主力の在宅マッサージ事業は、直営店85、FC255の計340拠点(22年3月期11月末時点)を有する。上場直後に直営店を増やそうとしたものの人材確保が困難だった教訓を生かし、現在はFC網の拡大に注力している。実際、M&Aによって拠点数は過去7年間で6倍強に伸びており、今後も年間50カ所程度増やしていく方針だ。拠点数の増加に伴って営業の手法も変わってきた。従来は地域のケアマネジャーを1件ずつあたって利用者を紹介してもらったが、今では介護施設の運営法人との提携が増えてきた。FC拡大による空中戦を展開することが可能なため、在宅マッサージ事業はすでに達成可能な計画だと考えている。

看多機は今年3月に千葉に1号店をオープンし、24年3月期までに13拠点とする予定だ。1棟当たり1億5000万円程度の費用を要するものの、多くは地主に建築をお願いして、フレアスはその物件をサブリースで賃借するため資金の心配をせずに拠点数を増やすことができる。澤登社長は、「看多機開設によって来期は増収減益を見込むものの、これが黒字化を目指している25年以降は収益に大きく貢献する」とみている。

IT活用した環境整備にも注力
フレアスでは、障害がある人の雇用率が27.3%と高く、読み上げ機能のついたiPadを配布したり、暗所視支援眼鏡の活用など視覚障害のあるマッサージ師を支援している。

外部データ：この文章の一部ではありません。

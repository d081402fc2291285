use anyhow::{Context, Result};
use clap::{Parser, Subcommand};
use std::path::PathBuf;
use std::sync::Arc;
use tracing::{debug, info};

use super::list::ListCommand;
use super::schema::SchemaCommand;
use crate::api::{DataSource, MockApi, Role};
use crate::config::Config;
use crate::tui;

/// opsdesk - a terminal console for batch jobs, users and centers
#[derive(Parser)]
#[command(
    name = "opsdesk",
    version,
    about = "A terminal console for batch jobs, users and centers",
    long_about = r#"opsdesk browses the users, centers and batch jobs of a computing site.
Without a subcommand it opens the interactive console.

Examples:
  opsdesk                              # Open the console
  opsdesk --role viewer                # Open the console as a viewer
  opsdesk list jobs --status running   # Print running jobs
  opsdesk schema --pretty              # Print the configuration schema"#
)]
pub struct Cli {
    /// Configuration file (defaults to ./.opsdesk.json, ./opsdesk.json, then the user config dir)
    #[arg(long = "config", global = true)]
    pub config: Option<PathBuf>,

    /// Role of the operator, overrides the configuration
    #[arg(short = 'r', long = "role", global = true)]
    pub role: Option<Role>,

    /// Enable debug logging
    #[arg(short = 'd', long = "debug", global = true)]
    pub debug: bool,

    /// Write logs to this file
    #[arg(long = "log-file", global = true)]
    pub log_file: Option<PathBuf>,

    #[command(subcommand)]
    pub command: Option<Commands>,
}

#[derive(Subcommand)]
pub enum Commands {
    /// Print one page of users, centers or jobs
    List(ListCommand),

    /// Print the JSON schema of the configuration file
    Schema(SchemaCommand),
}

impl Cli {
    /// Whether this invocation opens the full-screen console
    pub fn is_interactive(&self) -> bool {
        self.command.is_none()
    }

    pub async fn execute(self) -> Result<()> {
        if self.debug {
            debug!("Debug logging enabled");
        }

        if let Some(Commands::Schema(schema_cmd)) = &self.command {
            return schema_cmd.execute();
        }

        let config = self.load_config().await?;
        debug!("Configuration initialized");

        let api = MockApi::load(config.fixtures_dir.as_deref())
            .await
            .context("Failed to load fixtures")?
            .with_base_path(config.api_base_path.clone());
        let api: Arc<dyn DataSource> = Arc::new(api);
        info!("Using data source: {}", api.name());

        match self.command {
            Some(Commands::List(list_cmd)) => list_cmd.execute(&config, api).await,
            Some(Commands::Schema(_)) => Ok(()),
            None => {
                info!("Starting interactive console as {}", config.role);
                tui::run(config, api).await
            }
        }
    }

    async fn load_config(&self) -> Result<Config> {
        let mut config = Config::init(self.config.as_deref()).await?;
        if let Some(role) = self.role {
            config.role = role;
        }
        config.validate()?;
        Ok(config)
    }
}

#[cfg(test)]
mod tests {
    use super::*;
    use crate::api::JobStatus;
    use crate::cli::list::Resource;
    use clap::CommandFactory;

    #[test]
    fn test_cli_definition_is_consistent() {
        Cli::command().debug_assert();
    }

    #[test]
    fn test_global_flags_after_subcommand() {
        let cli = Cli::try_parse_from([
            "opsdesk", "list", "jobs", "--status", "running", "--page", "2", "--role", "viewer", "-d",
        ])
        .unwrap();

        assert!(cli.debug);
        assert_eq!(cli.role, Some(Role::Viewer));
        assert!(!cli.is_interactive());
        match cli.command {
            Some(Commands::List(list)) => {
                assert_eq!(list.resource, Resource::Jobs);
                assert_eq!(list.status, Some(JobStatus::Running));
                assert_eq!(list.page, 2);
                assert_eq!(list.per_page, None);
            }
            _ => panic!("expected the list command"),
        }
    }

    #[test]
    fn test_invalid_values_are_rejected() {
        assert!(Cli::try_parse_from(["opsdesk", "--role", "root"]).is_err());
        assert!(Cli::try_parse_from(["opsdesk", "list", "printers"]).is_err());
        assert!(Cli::try_parse_from(["opsdesk", "list", "jobs", "--status", "paused"]).is_err());
    }

    #[test]
    fn test_no_subcommand_is_interactive() {
        let cli = Cli::try_parse_from(["opsdesk", "--log-file", "/tmp/opsdesk.log"]).unwrap();
        assert!(cli.is_interactive());
        assert_eq!(cli.log_file, Some(PathBuf::from("/tmp/opsdesk.log")));
    }
}
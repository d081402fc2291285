use crate::api::Role;
use anyhow::{Context, Result};
use schemars::JsonSchema;
use serde::{Deserialize, Serialize};
use std::path::{Path, PathBuf};
use tracing::debug;

/// Application configuration
#[derive(Clone, Debug, PartialEq, Serialize, Deserialize, JsonSchema)]
#[serde(default)]
pub struct Config {
    /// Rows per page in list views
    pub per_page: usize,

    /// Page sizes the pagination control cycles through
    pub page_sizes: Vec<usize>,

    /// Top-level sections whose last visited path is remembered
    pub tracked_sections: Vec<String>,

    /// Location shown on start-up
    pub start_path: String,

    /// Role of the operator using the console
    pub role: Role,

    /// Directory with fixture overrides (users.json, centers.json, jobs.json, permissions.json)
    pub fixtures_dir: Option<PathBuf>,

    /// Prefix of page URLs in pagination descriptors
    pub api_base_path: String,

    /// Interval between UI ticks in milliseconds
    pub tick_rate_ms: u64,

    /// Enable mouse support
    pub mouse_enabled: bool,
}

impl Default for Config {
    fn default() -> Self {
        Self {
            per_page: 10,
            page_sizes: vec![5, 10, 20, 50],
            tracked_sections: vec!["/manage".to_string(), "/jobs".to_string()],
            start_path: "/dashboard".to_string(),
            role: Role::Admin,
            fixtures_dir: None,
            api_base_path: "/api".to_string(),
            tick_rate_ms: 250,
            mouse_enabled: true,
        }
    }
}

impl Config {
    /// Initialize configuration from the config file (if any) and the environment
    pub async fn init(explicit_path: Option<&Path>) -> Result<Self> {
        debug!("Initializing configuration");

        let mut config = match explicit_path {
            Some(path) => Self::load_file(path).await?,
            None => match Self::load_from_file(&Self::default_paths()).await? {
                Some(config) => config,
                None => Self::default(),
            },
        };

        config.load_from_env();
        Ok(config)
    }

    /// Candidate configuration files, in priority order
    pub fn default_paths() -> Vec<PathBuf> {
        let mut paths = vec![PathBuf::from("./.opsdesk.json"), PathBuf::from("./opsdesk.json")];
        if let Some(config_dir) = dirs::config_dir() {
            paths.push(config_dir.join("opsdesk").join("opsdesk.json"));
        }
        paths
    }

    /// Load the first configuration file that exists
    pub async fn load_from_file(paths: &[PathBuf]) -> Result<Option<Self>> {
        for path in paths {
            if path.exists() {
                return Self::load_file(path).await.map(Some);
            }
        }
        Ok(None)
    }

    async fn load_file(path: &Path) -> Result<Self> {
        debug!("Loading configuration from: {}", path.display());
        let content = tokio::fs::read_to_string(path)
            .await
            .with_context(|| format!("Failed to read config file {}", path.display()))?;
        serde_json::from_str(&content)
            .with_context(|| format!("Failed to parse config file {}", path.display()))
    }

    /// Override fields from `OPSDESK_*` environment variables
    pub fn load_from_env(&mut self) {
        if let Ok(per_page) = std::env::var("OPSDESK_PER_PAGE") {
            if let Some(per_page) = parse_env_value("OPSDESK_PER_PAGE", &per_page) {
                self.per_page = per_page;
            }
        }

        if let Ok(sizes) = std::env::var("OPSDESK_PAGE_SIZES") {
            let parsed: Vec<usize> = sizes
                .split(',')
                .filter_map(|s| s.trim().parse().ok())
                .collect();
            if !parsed.is_empty() {
                self.page_sizes = parsed;
            }
        }

        if let Ok(sections) = std::env::var("OPSDESK_TRACKED_SECTIONS") {
            self.tracked_sections = sections
                .split(',')
                .map(|s| s.trim().to_string())
                .filter(|s| !s.is_empty())
                .collect();
        }

        if let Ok(start_path) = std::env::var("OPSDESK_START_PATH") {
            self.start_path = start_path;
        }

        if let Ok(role) = std::env::var("OPSDESK_ROLE") {
            match role.parse() {
                Ok(role) => self.role = role,
                Err(e) => tracing::warn!("Ignoring OPSDESK_ROLE: {}", e),
            }
        }

        if let Ok(dir) = std::env::var("OPSDESK_FIXTURES_DIR") {
            self.fixtures_dir = Some(PathBuf::from(dir));
        }

        if let Ok(base) = std::env::var("OPSDESK_API_BASE_PATH") {
            self.api_base_path = base;
        }

        if let Ok(tick) = std::env::var("OPSDESK_TICK_RATE_MS") {
            if let Some(tick) = parse_env_value("OPSDESK_TICK_RATE_MS", &tick) {
                self.tick_rate_ms = tick;
            }
        }

        if let Ok(mouse) = std::env::var("OPSDESK_MOUSE") {
            self.mouse_enabled = mouse.to_lowercase() == "true";
        }
    }

    /// Validate the configuration
    pub fn validate(&self) -> Result<()> {
        if self.per_page == 0 {
            return Err(anyhow::anyhow!("per_page must be greater than 0"));
        }

        if self.page_sizes.is_empty() {
            return Err(anyhow::anyhow!("page_sizes must not be empty"));
        }

        if self.page_sizes.iter().any(|&size| size == 0) {
            return Err(anyhow::anyhow!("page_sizes must all be greater than 0"));
        }

        if let Some(section) = self.tracked_sections.iter().find(|s| !s.starts_with('/')) {
            return Err(anyhow::anyhow!(
                "tracked section '{}' must be an absolute path starting with '/'",
                section
            ));
        }

        if let Some(section) = self.tracked_sections.iter().find(|s| s.trim_end_matches('/').is_empty()) {
            return Err(anyhow::anyhow!(
                "tracked section '{}' must name a section below '/'",
                section
            ));
        }

        if !self.start_path.starts_with('/') {
            return Err(anyhow::anyhow!("start_path must start with '/'"));
        }

        if self.tick_rate_ms == 0 {
            return Err(anyhow::anyhow!("tick_rate_ms must be greater than 0"));
        }

        if let Some(dir) = &self.fixtures_dir {
            if !dir.is_dir() {
                return Err(anyhow::anyhow!("fixtures_dir {} is not a directory", dir.display()));
            }
        }

        Ok(())
    }
}

/// Parse a numeric environment override, warning when it is not usable
fn parse_env_value<T: std::str::FromStr>(name: &str, value: &str) -> Option<T>
where
    T::Err: std::fmt::Display,
{
    match value.trim().parse() {
        Ok(parsed) => Some(parsed),
        Err(e) => {
            tracing::warn!("Ignoring {}={:?}: {}", name, value, e);
            None
        }
    }
}

#[cfg(test)]
mod tests {
    use super::*;
    use tempfile::tempdir;

    #[test]
    fn test_default_config_is_valid() {
        Config::default().validate().unwrap();
    }

    #[test]
    fn test_env_numbers_must_parse() {
        assert_eq!(parse_env_value::<usize>("OPSDESK_PER_PAGE", " 25 "), Some(25));
        assert_eq!(parse_env_value::<usize>("OPSDESK_PER_PAGE", "lots"), None);
        assert_eq!(parse_env_value::<u64>("OPSDESK_TICK_RATE_MS", "-5"), None);
    }

    #[test]
    fn test_validation_failures() {
        let mut config = Config::default();
        config.per_page = 0;
        assert!(config.validate().is_err());

        let mut config = Config::default();
        config.page_sizes = vec![10, 0];
        assert!(config.validate().is_err());

        let mut config = Config::default();
        config.tracked_sections = vec!["manage".into()];
        let err = config.validate().unwrap_err();
        assert!(err.to_string().contains("'manage'"));

        let mut config = Config::default();
        config.tracked_sections = vec!["/jobs".into(), "/".into()];
        let err = config.validate().unwrap_err();
        assert!(err.to_string().contains("'/'"));

        let mut config = Config::default();
        config.start_path = "dashboard".into();
        assert!(config.validate().is_err());

        let mut config = Config::default();
        config.fixtures_dir = Some(PathBuf::from("/definitely/not/here"));
        assert!(config.validate().is_err());
    }

    #[tokio::test]
    async fn test_partial_file_keeps_defaults() {
        let dir = tempdir().unwrap();
        let path = dir.path().join("opsdesk.json");
        std::fs::write(&path, r#"{ "per_page": 25, "role": "viewer" }"#).unwrap();

        let config = Config::load_from_file(&[dir.path().join("missing.json"), path])
            .await
            .unwrap()
            .unwrap();
        assert_eq!(config.per_page, 25);
        assert_eq!(config.role, Role::Viewer);
        assert_eq!(config.start_path, "/dashboard");
        assert_eq!(config.tracked_sections, vec!["/manage", "/jobs"]);
    }

    #[tokio::test]
    async fn test_no_file_found() {
        let dir = tempdir().unwrap();
        let found = Config::load_from_file(&[dir.path().join("nope.json")]).await.unwrap();
        assert!(found.is_none());
    }

    #[tokio::test]
    async fn test_malformed_file_is_an_error() {
        let dir = tempdir().unwrap();
        let path = dir.path().join("opsdesk.json");
        std::fs::write(&path, "{ per_page: ").unwrap();

        let err = Config::load_from_file(&[path]).await.unwrap_err();
        assert!(err.to_string().contains("Failed to parse config file"));
    }
}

また、産総研・東京大学と共同で鍼灸(しんきゅう)マッサージの効果検証に向けたデータベース構築も進めている。フレアスには100万症例もの患者のビッグデータがあり、マッサージによる生活水準の向上や寝たきり生活からの脱却といったデータ取得を目指している。これらをデータベース化することで、現場の効率化や新たな提案強化を図っていく。